The Centers for Disease Control and Prevention says diabetics are far more likely to lose teeth than non diabetics.
The CDC quotes data from an analysis of national data from 1971-2012 conducted by researchers at Duke University. They found that while tooth loss among the general population declined during that period, it remained more common in people with diabetes.
The numbers show diabetics lose twice as many teeth as non diabetics. African Americans with diabetes were especially hard hit, losing more teeth than white and Hispanic diabetics.
The Duke researchers say poor oral health may be to blame. But one local expert has a different theory.
Dr. Gary Hack is a dentist, a diabetic and a professor at the University of Maryland School of Dentistry, and says there is a gum disease link that can contribute to diabetics’ tooth loss.
“Diabetics have two to three times the incidence of gum disease,” he says, noting severe periodontal problems can ultimately lead to tooth loss.

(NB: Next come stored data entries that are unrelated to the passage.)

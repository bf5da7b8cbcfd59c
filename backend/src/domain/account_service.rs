//! Registration and login use-cases.
//!
//! Thin by design: credential hashing and token issuance delegate to the
//! [`PasswordHasher`] and [`TokenService`] ports. Login failures never say
//! whether the email or the password was wrong.

use std::sync::Arc;

use async_trait::async_trait;
use chrono::Utc;

use super::DomainError;
use super::password_service::map_repository_error;
use super::ports::{PasswordHasher, TokenService, UserRepository};
use super::user::{User, UserId, validate_display_name, validate_email};

/// Outcome of a successful login or registration.
#[derive(Debug, Clone, PartialEq)]
pub struct AuthenticatedAccount {
    pub user: User,
    pub token: String,
}

/// Driving port for account creation and authentication.
#[async_trait]
pub trait AccountOps: Send + Sync {
    /// Register a new account and issue its first token.
    async fn register(
        &self,
        email: &str,
        password: &str,
        display_name: &str,
    ) -> Result<AuthenticatedAccount, DomainError>;

    /// Verify credentials and issue a token.
    async fn login(&self, email: &str, password: &str) -> Result<AuthenticatedAccount, DomainError>;
}

/// Service implementing [`AccountOps`].
#[derive(Clone)]
pub struct AccountService<U> {
    users: Arc<U>,
    hasher: Arc<dyn PasswordHasher>,
    tokens: Arc<dyn TokenService>,
}

impl<U> AccountService<U> {
    /// Create a new service over the user repository and security ports.
    pub fn new(
        users: Arc<U>,
        hasher: Arc<dyn PasswordHasher>,
        tokens: Arc<dyn TokenService>,
    ) -> Self {
        Self {
            users,
            hasher,
            tokens,
        }
    }
}

fn bad_credentials() -> DomainError {
    DomainError::unauthorized("invalid email or password")
}

#[async_trait]
impl<U> AccountOps for AccountService<U>
where
    U: UserRepository,
{
    async fn register(
        &self,
        email: &str,
        password: &str,
        display_name: &str,
    ) -> Result<AuthenticatedAccount, DomainError> {
        let email = validate_email(email).map_err(|err| DomainError::invalid_request(err.to_string()))?;
        let display_name = validate_display_name(display_name)
            .map_err(|err| DomainError::invalid_request(err.to_string()))?;
        if password.trim().is_empty() {
            return Err(DomainError::invalid_request("password is required"));
        }

        if self
            .users
            .find_by_email(&email)
            .await
            .map_err(map_repository_error)?
            .is_some()
        {
            return Err(DomainError::conflict("email is already registered"));
        }

        let now = Utc::now();
        let user = User {
            id: UserId::random(),
            email,
            display_name,
            password_hash: self.hasher.hash(password)?,
            avatar: None,
            created_at: now,
            updated_at: now,
        };
        self.users
            .insert(&user)
            .await
            .map_err(map_repository_error)?;
        let token = self.tokens.issue(user.id)?;
        Ok(AuthenticatedAccount { user, token })
    }

    async fn login(&self, email: &str, password: &str) -> Result<AuthenticatedAccount, DomainError> {
        let email = validate_email(email).map_err(|_| bad_credentials())?;
        let Some(user) = self
            .users
            .find_by_email(&email)
            .await
            .map_err(map_repository_error)?
        else {
            return Err(bad_credentials());
        };
        if !self.hasher.verify(password, &user.password_hash) {
            return Err(bad_credentials());
        }
        let token = self.tokens.issue(user.id)?;
        Ok(AuthenticatedAccount { user, token })
    }
}
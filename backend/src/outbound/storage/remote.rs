//! HTTP object-store blob adapter.
//!
//! Blobs are `PUT` to the configured base URL and addressed afterwards by
//! the public URL the store returns. Deletion works backwards from that
//! URL: the public identifier sits after a fixed `upload` path marker,
//! behind an optional `v<digits>` version segment, with the file extension
//! stripped. A URL that does not match that shape is skipped rather than
//! failed, deletion here is always best effort.

use std::path::{Path, PathBuf};

use async_trait::async_trait;
use reqwest::Client;
use tracing::warn;
use url::Url;

use crate::domain::Locator;
use crate::domain::ports::{
    BlobDeleteOutcome, BlobNamespace, BlobStore, BlobStoreError, RetrievalTarget,
};

/// Path segment that precedes the public identifier in store URLs.
const UPLOAD_MARKER: &str = "upload";

/// Blob store backed by a remote HTTP object store.
pub struct RemoteBlobStore {
    client: Client,
    base: Url,
}

impl RemoteBlobStore {
    /// Build the adapter against the store's base URL.
    #[must_use]
    pub fn new(client: Client, base: Url) -> Self {
        Self { client, base }
    }

    fn object_url(&self, path: &str) -> Result<Url, BlobStoreError> {
        self.base
            .join(path)
            .map_err(|err| BlobStoreError::write(format!("invalid object path {path}: {err}")))
    }
}

/// Extract the public identifier from a store URL, or `None` when the URL
/// does not have the expected shape.
pub(crate) fn public_id_from_url(raw: &str) -> Option<String> {
    let url = Url::parse(raw).ok()?;
    let segments: Vec<&str> = url.path_segments()?.filter(|s| !s.is_empty()).collect();
    let marker = segments.iter().position(|segment| *segment == UPLOAD_MARKER)?;
    let mut rest = &segments[marker + 1..];
    if let Some((first, tail)) = rest.split_first() {
        let is_version = first.len() > 1
            && first.starts_with('v')
            && first[1..].chars().all(|c| c.is_ascii_digit());
        if is_version {
            rest = tail;
        }
    }
    if rest.is_empty() {
        return None;
    }
    let joined = rest.join("/");
    let trimmed = match joined.rfind('.') {
        Some(dot) if dot > joined.rfind('/').map_or(0, |slash| slash + 1) => {
            joined[..dot].to_owned()
        }
        _ => joined,
    };
    if trimmed.is_empty() { None } else { Some(trimmed) }
}

#[async_trait]
impl BlobStore for RemoteBlobStore {
    async fn store(
        &self,
        bytes: Vec<u8>,
        namespace: BlobNamespace,
        name: &str,
    ) -> Result<Locator, BlobStoreError> {
        let target = self.object_url(&format!("{}/{name}", namespace.as_str()))?;
        let response = self
            .client
            .put(target.clone())
            .body(bytes)
            .send()
            .await
            .map_err(|err| BlobStoreError::write(err.to_string()))?;
        if !response.status().is_success() {
            return Err(BlobStoreError::write(format!(
                "store responded {} for {target}",
                response.status()
            )));
        }
        let body = response
            .text()
            .await
            .map_err(|err| BlobStoreError::write(err.to_string()))?;
        let public = body.trim();
        let locator = if public.is_empty() {
            target.to_string()
        } else {
            Url::parse(public)
                .map_err(|err| BlobStoreError::write(format!("store returned bad URL: {err}")))?
                .to_string()
        };
        Ok(Locator::new(locator))
    }

    async fn delete(&self, locator: &Locator) -> BlobDeleteOutcome {
        if !locator.is_remote() {
            // Written under a local backend; the file is still on disk.
            return super::remove_blob_file(Path::new(locator.as_str())).await;
        }
        let Some(public_id) = public_id_from_url(locator.as_str()) else {
            warn!(locator = locator.as_str(), "unparseable remote locator, skipping delete");
            return BlobDeleteOutcome::Skipped;
        };
        let target = match self.object_url(&public_id) {
            Ok(url) => url,
            Err(err) => {
                warn!(locator = locator.as_str(), error = %err, "bad delete target");
                return BlobDeleteOutcome::Skipped;
            }
        };
        match self.client.delete(target).send().await {
            Ok(response) if response.status() == reqwest::StatusCode::NOT_FOUND => {
                BlobDeleteOutcome::Missing
            }
            Ok(response) if response.status().is_success() => BlobDeleteOutcome::Deleted,
            Ok(response) => {
                warn!(
                    locator = locator.as_str(),
                    status = %response.status(),
                    "remote delete rejected"
                );
                BlobDeleteOutcome::Skipped
            }
            Err(err) => {
                warn!(locator = locator.as_str(), error = %err, "remote delete failed");
                BlobDeleteOutcome::Skipped
            }
        }
    }

    fn resolve(&self, locator: &Locator) -> RetrievalTarget {
        if !locator.is_remote() {
            return RetrievalTarget::LocalFile(PathBuf::from(locator.as_str()));
        }
        let url = super::attachment_redirect(locator.as_str()).unwrap_or_else(|| {
            warn!(locator = locator.as_str(), "bad remote locator");
            let mut url = self.base.clone();
            url.query_pairs_mut().append_pair("attachment", "true");
            url
        });
        RetrievalTarget::Redirect(url)
    }
}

The link between gum disease and diabetes is strong, and Hack has launched a program at the dental school that teaches dentists-in-training how to recognize signs of the disease and deal with the special challenges of treating diabetic patients.
They range from how and when to use a blood sugar meter during a long procedure to check for potentially dangerous blood sugar fluctuations, to the importance of checking blood pressure, since diabetics can also have hypertension.

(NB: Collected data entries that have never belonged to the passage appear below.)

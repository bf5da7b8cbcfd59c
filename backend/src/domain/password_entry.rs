//! Password entry aggregate and validation.
//!
//! Entries are ownership scoped: `owner_id` is fixed at creation and every
//! repository lookup filters on it. The secret is stored as an opaque
//! string; no hashing or encryption is applied at this layer.

use std::fmt;
use std::str::FromStr;

use chrono::{DateTime, Utc};
use serde::{Deserialize, Serialize};
use serde_json::json;
use utoipa::ToSchema;
use uuid::Uuid;

use super::user::UserId;
use super::{DomainError, ErrorCode};

/// Fixed set of entry categories.
///
/// Unrecognised or absent input falls back to [`Category::Other`] rather
/// than failing validation; the category is advisory, not structural.
#[derive(Debug, Clone, Copy, Default, PartialEq, Eq, Serialize, Deserialize, ToSchema)]
#[serde(rename_all = "lowercase")]
pub enum Category {
    Social,
    Email,
    Banking,
    Shopping,
    Work,
    #[default]
    Other,
}

impl Category {
    /// Parse a category, defaulting to [`Category::Other`] for absent or
    /// unrecognised values.
    #[must_use]
    pub fn parse_or_default(raw: Option<&str>) -> Self {
        raw.and_then(|value| Self::from_str(value).ok())
            .unwrap_or_default()
    }

    /// Canonical lowercase name.
    #[must_use]
    pub const fn as_str(&self) -> &'static str {
        match self {
            Self::Social => "social",
            Self::Email => "email",
            Self::Banking => "banking",
            Self::Shopping => "shopping",
            Self::Work => "work",
            Self::Other => "other",
        }
    }
}

impl fmt::Display for Category {
    fn fmt(&self, f: &mut fmt::Formatter<'_>) -> fmt::Result {
        f.write_str(self.as_str())
    }
}

impl FromStr for Category {
    type Err = ();

    fn from_str(s: &str) -> Result<Self, Self::Err> {
        match s {
            "social" => Ok(Self::Social),
            "email" => Ok(Self::Email),
            "banking" => Ok(Self::Banking),
            "shopping" => Ok(Self::Shopping),
            "work" => Ok(Self::Work),
            "other" => Ok(Self::Other),
            _ => Err(()),
        }
    }
}

/// A stored password entry.
#[derive(Debug, Clone, PartialEq)]
pub struct PasswordEntry {
    pub id: Uuid,
    pub owner_id: UserId,
    pub title: String,
    pub username: Option<String>,
    pub secret: String,
    pub website: Option<String>,
    pub category: Category,
    pub notes: Option<String>,
    pub created_at: DateTime<Utc>,
    pub updated_at: DateTime<Utc>,
}

/// Unvalidated entry fields as received from an adapter.
#[derive(Debug, Clone, Default, PartialEq, Eq)]
pub struct EntryDraft {
    pub title: Option<String>,
    pub username: Option<String>,
    pub secret: Option<String>,
    pub website: Option<String>,
    pub category: Option<String>,
    pub notes: Option<String>,
}

/// Validated fields ready for persistence.
#[derive(Debug, Clone, PartialEq, Eq)]
pub struct ValidatedEntry {
    pub title: String,
    pub username: Option<String>,
    pub secret: String,
    pub website: Option<String>,
    pub category: Category,
    pub notes: Option<String>,
}

fn missing_field(field: &str) -> DomainError {
    DomainError::new(ErrorCode::InvalidRequest, format!("{field} is required"))
        .with_details(json!({ "field": field }))
}

fn required(value: Option<String>, field: &str) -> Result<String, DomainError> {
    match value {
        Some(raw) if !raw.trim().is_empty() => Ok(raw),
        _ => Err(missing_field(field)),
    }
}

impl EntryDraft {
    /// Validate required fields and normalise the category.
    ///
    /// `title` and `secret` must be present and non-blank; everything else
    /// is optional, with the category defaulting to `other`.
    pub fn validate(self) -> Result<ValidatedEntry, DomainError> {
        let title = required(self.title, "title")?;
        let secret = required(self.secret, "secret")?;
        Ok(ValidatedEntry {
            title,
            username: self.username,
            secret,
            website: self.website,
            category: Category::parse_or_default(self.category.as_deref()),
            notes: self.notes,
        })
    }
}
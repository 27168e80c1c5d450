use thiserror::Error;

/// Errors originating from the rendering pipeline.
#[derive(Debug, Error)]
pub enum RenderError {
    #[error("invalid image dimensions: {width}×{height}")]
    InvalidDimensions { width: u32, height: u32 },

    #[error("pixel data length {len} does not match {width}×{height} RGBA")]
    PixelLengthMismatch { len: usize, width: u32, height: u32 },

    #[error("png encoding failed: {0}")]
    Png(#[from] png::EncodingError),

    #[error(transparent)]
    Io(#[from] std::io::Error),

    #[error(transparent)]
    Core(#[from] chibiface_core::CoreError),
}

But equally crucial is being able to look at the mouth, detect early indications of the disease and refer the patient to a physician.
“There are a number of studies coming out that show in a year, many patients may see their dentist and not their physician — so dentists are really going to play a key role in this,” says Hack.
The University of Maryland is one of a handful of dental schools in the country offering training in the diabetes-dental link. Hack says he doesn’t know of a single program that is as extensive as the one at U.Md.